(Records from a data collection)
================================

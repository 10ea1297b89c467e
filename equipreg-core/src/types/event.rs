//! Registration events.
//!
//! Published once per successful registration, in commit order. The event
//! stream is the only way for consumers to enumerate what has been
//! registered; the registry itself offers no listing query.

use chrono::{DateTime, Utc};
use serde::{Deserialize, Serialize};

use super::{EquipmentId, EquipmentRecord, Principal};

/// Notification that an id moved from absent to registered.
///
/// # Journal line (JSON)
/// ```text
/// {"sequence":1,"id":7,"name":"Drill","registrant":"0xA11CE","document_ref":"QmAbc123","registered_at":"..."}
/// ```
#[derive(Clone, Debug, PartialEq, Eq, Serialize, Deserialize)]
pub struct RegistrationEvent {
    /// Commit sequence number, starting at 1 with no gaps
    pub sequence: u64,
    /// Registered equipment id
    pub id: EquipmentId,
    /// Equipment name as registered
    pub name: String,
    /// Identity that performed the registration
    pub registrant: Principal,
    /// Document reference as registered
    pub document_ref: String,
    /// Commit time
    pub registered_at: DateTime<Utc>,
}

impl RegistrationEvent {
    /// Creates an event stamped with the current time.
    pub fn new(
        sequence: u64,
        id: EquipmentId,
        name: impl Into<String>,
        registrant: Principal,
        document_ref: impl Into<String>,
    ) -> Self {
        Self {
            sequence,
            id,
            name: name.into(),
            registrant,
            document_ref: document_ref.into(),
            registered_at: Utc::now(),
        }
    }

    /// Returns true if this event describes exactly the given stored record.
    pub fn matches(&self, record: &EquipmentRecord) -> bool {
        self.id == record.id()
            && self.name == record.name()
            && &self.registrant == record.registrant()
            && self.document_ref == record.document_ref()
    }
}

================================

## WHAT NEEDS TO BE DONE:
Collect each line above holding the string "that".

## SOLVED PROBLEM:
/// Notification that an id moved from absent to registered.
    /// Identity that performed the registration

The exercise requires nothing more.